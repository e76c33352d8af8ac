//! lrmesh command-line interface
//!
//! Thin wrapper around `lrmesh-core` for poking at the mesh without
//! hardware: run a multi-node simulation over the in-memory radio bus,
//! or decode a raw frame from hex.

use anyhow::{Context, Result};
use clap::{Parser, Subcommand};
use lrmesh_core::{MeshConfig, MeshEvent, MeshSession, SimBus};
use std::path::PathBuf;
use std::sync::atomic::{AtomicUsize, Ordering};
use std::sync::Arc;
use std::time::Duration;
use tracing::info;

#[derive(Parser)]
#[command(name = "lrmesh")]
#[command(author, version, about = "Long-range mesh packet router CLI", long_about = None)]
struct Cli {
    /// Enable verbose output (-v debug, -vv trace)
    #[arg(short, long, action = clap::ArgAction::Count)]
    verbose: u8,

    #[command(subcommand)]
    command: Commands,
}

#[derive(Subcommand)]
enum Commands {
    /// Run a multi-node mesh simulation on the in-memory radio bus
    Simulate {
        /// Number of nodes
        #[arg(short, long, default_value = "3")]
        nodes: u32,

        /// Broadcasts originated by the first node
        #[arg(short, long, default_value = "5")]
        messages: u32,

        /// Session config file (TOML); defaults apply when omitted
        #[arg(short, long)]
        config: Option<PathBuf>,

        /// How long to let the flood settle after the last send (ms)
        #[arg(long, default_value = "500")]
        settle_ms: u64,
    },

    /// Decode a wire frame from hex and dump its fields
    Frame {
        /// Frame bytes as a hex string
        #[arg(short = 'x', long)]
        hex: String,
    },
}

#[tokio::main]
async fn main() -> Result<()> {
    let cli = Cli::parse();

    let level = match cli.verbose {
        0 => "info",
        1 => "debug",
        _ => "trace",
    };
    tracing_subscriber::fmt()
        .with_env_filter(
            tracing_subscriber::EnvFilter::try_from_default_env()
                .unwrap_or_else(|_| tracing_subscriber::EnvFilter::new(level)),
        )
        .init();

    match cli.command {
        Commands::Simulate {
            nodes,
            messages,
            config,
            settle_ms,
        } => simulate(nodes, messages, config, settle_ms).await,
        Commands::Frame { hex } => dump_frame(&hex),
    }
}

async fn simulate(
    nodes: u32,
    messages: u32,
    config_path: Option<PathBuf>,
    settle_ms: u64,
) -> Result<()> {
    let base_config = match config_path {
        Some(path) => {
            let raw = std::fs::read_to_string(&path)
                .with_context(|| format!("reading config {}", path.display()))?;
            toml::from_str(&raw).context("parsing config")?
        }
        None => MeshConfig::default(),
    };

    let bus = SimBus::new();
    let mut sessions = Vec::new();
    let mut delivered = Vec::new();

    for i in 0..nodes.max(2) as usize {
        let config = MeshConfig {
            node_id: Some(0x1000_0000 + i as u32),
            ..base_config.clone()
        };
        let (session, mut events) = MeshSession::spawn(config, bus.endpoint());
        info!(node = %session.node_id(), "node joined");

        let count = Arc::new(AtomicUsize::new(0));
        delivered.push(count.clone());
        tokio::spawn(async move {
            while let Some(event) = events.recv().await {
                if let MeshEvent::MessageReceived { from, payload, .. } = event {
                    count.fetch_add(1, Ordering::Relaxed);
                    info!(%from, payload = %String::from_utf8_lossy(&payload), "message delivered");
                }
            }
        });
        sessions.push(session);
    }

    let sender = sessions[0].handle();
    for n in 0..messages {
        sender
            .send_text(&format!("sim message {n}"))
            .await
            .context("sending broadcast")?;
        tokio::time::sleep(Duration::from_millis(50)).await;
    }
    tokio::time::sleep(Duration::from_millis(settle_ms)).await;

    println!("=== Simulation summary ===");
    for (i, session) in sessions.iter().enumerate() {
        let stats = session
            .handle()
            .stats()
            .await
            .context("reading node stats")?;
        let peers = session.handle().nodes().await.context("reading nodes")?;
        println!(
            "node {} ({}): delivered={} peers={}",
            i,
            session.node_id(),
            delivered[i].load(Ordering::Relaxed),
            peers.len(),
        );
        println!("{}", serde_json::to_string_pretty(&stats)?);
    }

    for session in sessions {
        session.shutdown().await;
    }
    Ok(())
}

fn dump_frame(hex: &str) -> Result<()> {
    let bytes = parse_hex(hex).context("parsing hex input")?;
    let packet = lrmesh_core::wire::decode(&bytes).context("decoding frame")?;

    println!("source:       {}", packet.source);
    println!("destination:  {}", packet.destination);
    println!("packet id:    {:#010x}", packet.id);
    println!("hop limit:    {} (started at {})", packet.hop_limit, packet.hop_start);
    println!("want ack:     {}", packet.want_ack);
    println!("channel hash: {:#04x}", packet.channel_hash);
    println!("payload type: {:?}", packet.payload_type);
    println!("payload:      {} bytes", packet.payload.len());
    if let Ok(text) = std::str::from_utf8(&packet.payload) {
        println!("as text:      {text}");
    }
    Ok(())
}

fn parse_hex(input: &str) -> Result<Vec<u8>> {
    let cleaned: String = input.chars().filter(|c| !c.is_whitespace()).collect();
    anyhow::ensure!(cleaned.len() % 2 == 0, "odd number of hex digits");
    (0..cleaned.len())
        .step_by(2)
        .map(|i| u8::from_str_radix(&cleaned[i..i + 2], 16).context("invalid hex digit"))
        .collect()
}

## WHAT NEEDS TO BE DONE
Please output the listing in full, exactly as it was given above.

## ANSWER TO THIS PROBLEM
repository e76c33352d8af8ac
//! lrmesh command-line interface
//!
//! Thin wrapper around `lrmesh-core` for poking at the mesh without
//! hardware: run a multi-node simulation over the in-memory radio bus,
//! or decode a raw frame from hex.

use anyhow::{Context, Result};
use clap::{Parser, Subcommand};
use lrmesh_core::{MeshConfig, MeshEvent, MeshSession, SimBus};
use std::path::PathBuf;
use std::sync::atomic::{AtomicUsize, Ordering};
use std::sync::Arc;
use std::time::Duration;
use tracing::info;

#[derive(Parser)]
#[command(name = "lrmesh")]
#[command(author, version, about = "Long-range mesh packet router CLI", long_about = None)]
struct Cli {
    /// Enable verbose output (-v debug, -vv trace)
    #[arg(short, long, action = clap::ArgAction::Count)]
    verbose: u8,

    #[command(subcommand)]
    command: Commands,
}

#[derive(Subcommand)]
enum Commands {
    /// Run a multi-node mesh simulation on the in-memory radio bus
    Simulate {
        /// Number of nodes
        #[arg(short, long, default_value = "3")]
        nodes: u32,

        /// Broadcasts originated by the first node
        #[arg(short, long, default_value = "5")]
        messages: u32,

        /// Session config file (TOML); defaults apply when omitted
        #[arg(short, long)]
        config: Option<PathBuf>,

        /// How long to let the flood settle after the last send (ms)
        #[arg(long, default_value = "500")]
        settle_ms: u64,
    },

    /// Decode a wire frame from hex and dump its fields
    Frame {
        /// Frame bytes as a hex string
        #[arg(short = 'x', long)]
        hex: String,
    },
}

#[tokio::main]
async fn main() -> Result<()> {
    let cli = Cli::parse();

    let level = match cli.verbose {
        0 => "info",
        1 => "debug",
        _ => "trace",
    };
    tracing_subscriber::fmt()
        .with_env_filter(
            tracing_subscriber::EnvFilter::try_from_default_env()
                .unwrap_or_else(|_| tracing_subscriber::EnvFilter::new(level)),
        )
        .init();

    match cli.command {
        Commands::Simulate {
            nodes,
            messages,
            config,
            settle_ms,
        } => simulate(nodes, messages, config, settle_ms).await,
        Commands::Frame { hex } => dump_frame(&hex),
    }
}

async fn simulate(
    nodes: u32,
    messages: u32,
    config_path: Option<PathBuf>,
    settle_ms: u64,
) -> Result<()> {
    let base_config = match config_path {
        Some(path) => {
            let raw = std::fs::read_to_string(&path)
                .with_context(|| format!("reading config {}", path.display()))?;
            toml::from_str(&raw).context("parsing config")?
        }
        None => MeshConfig::default(),
    };

    let bus = SimBus::new();
    let mut sessions = Vec::new();
    let mut delivered = Vec::new();

    for i in 0..nodes.max(2) as usize {
        let config = MeshConfig {
            node_id: Some(0x1000_0000 + i as u32),
            ..base_config.clone()
        };
        let (session, mut events) = MeshSession::spawn(config, bus.endpoint());
        info!(node = %session.node_id(), "node joined");

        let count = Arc::new(AtomicUsize::new(0));
        delivered.push(count.clone());
        tokio::spawn(async move {
            while let Some(event) = events.recv().await {
                if let MeshEvent::MessageReceived { from, payload, .. } = event {
                    count.fetch_add(1, Ordering::Relaxed);
                    info!(%from, payload = %String::from_utf8_lossy(&payload), "message delivered");
                }
            }
        });
        sessions.push(session);
    }

    let sender = sessions[0].handle();
    for n in 0..messages {
        sender
            .send_text(&format!("sim message {n}"))
            .await
            .context("sending broadcast")?;
        tokio::time::sleep(Duration::from_millis(50)).await;
    }
    tokio::time::sleep(Duration::from_millis(settle_ms)).await;

    println!("=== Simulation summary ===");
    for (i, session) in sessions.iter().enumerate() {
        let stats = session
            .handle()
            .stats()
            .await
            .context("reading node stats")?;
        let peers = session.handle().nodes().await.context("reading nodes")?;
        println!(
            "node {} ({}): delivered={} peers={}",
            i,
            session.node_id(),
            delivered[i].load(Ordering::Relaxed),
            peers.len(),
        );
        println!("{}", serde_json::to_string_pretty(&stats)?);
    }

    for session in sessions {
        session.shutdown().await;
    }
    Ok(())
}

fn dump_frame(hex: &str) -> Result<()> {
    let bytes = parse_hex(hex).context("parsing hex input")?;
    let packet = lrmesh_core::wire::decode(&bytes).context("decoding frame")?;

    println!("source:       {}", packet.source);
    println!("destination:  {}", packet.destination);
    println!("packet id:    {:#010x}", packet.id);
    println!("hop limit:    {} (started at {})", packet.hop_limit, packet.hop_start);
    println!("want ack:     {}", packet.want_ack);
    println!("channel hash: {:#04x}", packet.channel_hash);
    println!("payload type: {:?}", packet.payload_type);
    println!("payload:      {} bytes", packet.payload.len());
    if let Ok(text) = std::str::from_utf8(&packet.payload) {
        println!("as text:      {text}");
    }
    Ok(())
}

fn parse_hex(input: &str) -> Result<Vec<u8>> {
    let cleaned: String = input.chars().filter(|c| !c.is_whitespace()).collect();
    anyhow::ensure!(cleaned.len() % 2 == 0, "odd number of hex digits");
    (0..cleaned.len())
        .step_by(2)
        .map(|i| u8::from_str_radix(&cleaned[i..i + 2], 16).context("invalid hex digit"))
        .collect()
}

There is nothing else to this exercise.